Buru-buru aku mandi, memakai seragam, dan langsung berlari keluar kamar.

“Luna, sarapan dulu, Nak!” titah Bunda saat melihatku berlari menuruni anak tangga. Di ruang makan itu, keluargaku sudah berkumpul, menikmati sarapan.

“Gak usah, Bun. Udah telat,” balasku, dengan cepat menghampiri Bunda dan Papa, mencium tangannya takzim lantas cepat-cepat berlalu.

“Kak, motor gue udah beres, kan?” tanyaku pada Kak Aidan.

“Iya.”

Aku mengacungkan ibu jari sambil tersenyum lebar padanya. Ah, kakakku itu memang paling bisa diandalkan.

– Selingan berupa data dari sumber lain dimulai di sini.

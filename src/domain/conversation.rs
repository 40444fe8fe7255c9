use crate::domain::user::UserId;
use crate::error::Result;
use serde::Serialize;
use std::fmt;

/// Joins the two sorted participant ids of a conversation key.
pub const SEPARATOR: char = '_';

/// Symmetric key of the pairwise thread between two users.
#[derive(Debug, Clone, PartialEq, Eq, Hash, PartialOrd, Ord, Serialize)]
#[serde(transparent)]
pub struct ConversationId(String);

impl ConversationId {
    /// Derives the key for the pair, independent of argument order.
    #[must_use]
    pub fn between(a: &UserId, b: &UserId) -> Self {
        let [first, second] = sorted_pair(a, b);
        Self(format!("{first}{SEPARATOR}{second}"))
    }

    /// Derives the key from raw identifiers.
    ///
    /// # Errors
    /// Returns `AppError::InvalidArgument` if either id is empty or malformed.
    pub fn derive(a: &str, b: &str) -> Result<Self> {
        Ok(Self::between(&UserId::parse(a)?, &UserId::parse(b)?))
    }

    #[must_use]
    pub fn as_str(&self) -> &str {
        &self.0
    }

    /// Rebuilds a key read back from storage.
    pub(crate) const fn from_stored(raw: String) -> Self {
        Self(raw)
    }
}

impl fmt::Display for ConversationId {
    fn fmt(&self, f: &mut fmt::Formatter<'_>) -> fmt::Result {
        f.write_str(&self.0)
    }
}

/// Orders the pair lexicographically, the layout `participants` is stored in.
#[must_use]
pub fn sorted_pair(a: &UserId, b: &UserId) -> [UserId; 2] {
    if a <= b { [a.clone(), b.clone()] } else { [b.clone(), a.clone()] }
}

#[cfg(test)]
mod tests {
    use super::*;
    use crate::error::AppError;

    fn id(raw: &str) -> UserId {
        UserId::parse(raw).unwrap()
    }

    #[test]
    fn test_conversation_id_is_symmetric() {
        let pairs = [("alice", "bob"), ("zed", "amy"), ("farm-7", "farm-10"), ("same", "same")];
        for (a, b) in pairs {
            assert_eq!(ConversationId::between(&id(a), &id(b)), ConversationId::between(&id(b), &id(a)));
        }
    }

    #[test]
    fn test_conversation_id_is_sorted_and_joined() {
        assert_eq!(ConversationId::between(&id("bob"), &id("alice")).as_str(), "alice_bob");
    }

    #[test]
    fn test_distinct_peers_yield_distinct_keys() {
        let a = id("alice");
        assert_ne!(ConversationId::between(&a, &id("bob")), ConversationId::between(&a, &id("carol")));
        assert_ne!(ConversationId::between(&id("ab"), &id("c")), ConversationId::between(&id("a"), &id("bc")));
    }

    #[test]
    fn test_derive_rejects_empty_ids() {
        assert!(matches!(ConversationId::derive("", "bob"), Err(AppError::InvalidArgument(_))));
        assert!(matches!(ConversationId::derive("alice", ""), Err(AppError::InvalidArgument(_))));
    }

    #[test]
    fn test_sorted_pair() {
        assert_eq!(sorted_pair(&id("m"), &id("c")), [id("c"), id("m")]);
    }
}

“Hati-hati!” teriak Bunda. “Jangan bikin rusuh di sekolah!”

“Of course, Bunda!”

Untungnya, aku sampai beberapa menit sebelum gerbang ditutup, tetapi tetap saja waktu yang tersisa sangat mepet. Dengan tas yang masih menggantung di satu bahu, aku berlari cepat menuju kelas.

Langkah kaki yang terburu-buru membawaku melewati lorong sepi. Dan, sialnya di tikungan sempit menuju kelas, tiba-tiba tubuhku menghantam sesuatu yang keras.

Bruk!

Aku terhuyung ke belakang, hampir jatuh, tetapi berhasil menyeimbangkan diri.

“Aduh!” seruku kesakitan, sambil memegang bahu yang terasa nyeri. Langsung mendongak, siap memaki orang yang menabrakku.

Amarahku memuncak begitu melihat siapa yang berdiri di depanku?

“Lo lagi?!” semburku menatap wajah Zavier yang tampak sama terkejutnya.

“Gue yang harusnya bilang gitu!” balas Zavier dengan nada yang tidak kalah ketusnya.

Dia memandangku dengan tatapan tajam, sorot matanya penuh amarah yang langsung mengingatkanku pada insiden saat dia membuat ban motorku kempes kemarin.

Doyan sekali dia membuat masalah denganku. Baru saja ingin memaki, tetapi suaranya justru lebih dulu terdengar.

“Lo, tuh, ya .... Emang hobi bikin masalah sama gue!” cecarnya.

Aku mendengus, tanganku masih memijat bahu yang sakit. “Apaan? Gue cuma lari ke kelas karena telat, lo malah tiba-tiba nongol di jalan gue!”

Dia menggelengkan kepalanya dengan wajah sinis. “Lo yang nabrak gue duluan, Alina! Makanya kalau jalan itu gak cuma kaki yang dipake, tapi mata juga!”

Sial!

Aku makin kesal. “Apa lo bilang? Justru hidup gue yang sial terus tiap ketemu lo tau, gak? Nabrak gue, lah. Ban motor gue kempes, lah. Mendingan mulai detik ini, lo jaga jarak dari gue! Gue nggak mau kena sial yang lebih parah dari ini.”

Zavier mendekat sedikit, tatapannya seolah-olah menantangku. “Loh, nyalahin gue? Dan satu lagi, lo nyuruh jaga jarak? Hei, gue emang gak level dekat-dekat lo, Alina! Mending lo sana yang jaga jarak dari gue!”

“Nyebelin banget lo!” Aku berusaha menahan diri agar tak meledak meskipun darahku sudah mendidih di dalam sana mendengar kata-katanya yang sederhana, tetapi menyakitkan.

Kalau saja kami tidak berada di sekolah, aku pasti sudah menghantamnya. Kesal banget liat orang sombong sepertinya.

Tidak level katanya, memang dia sudah di level apa? Palingan juga level berlindung di bawah ketek emak.

Kali ini, aku memilih mengalah mengingat sudah tiba waktunya jam masuk kelas.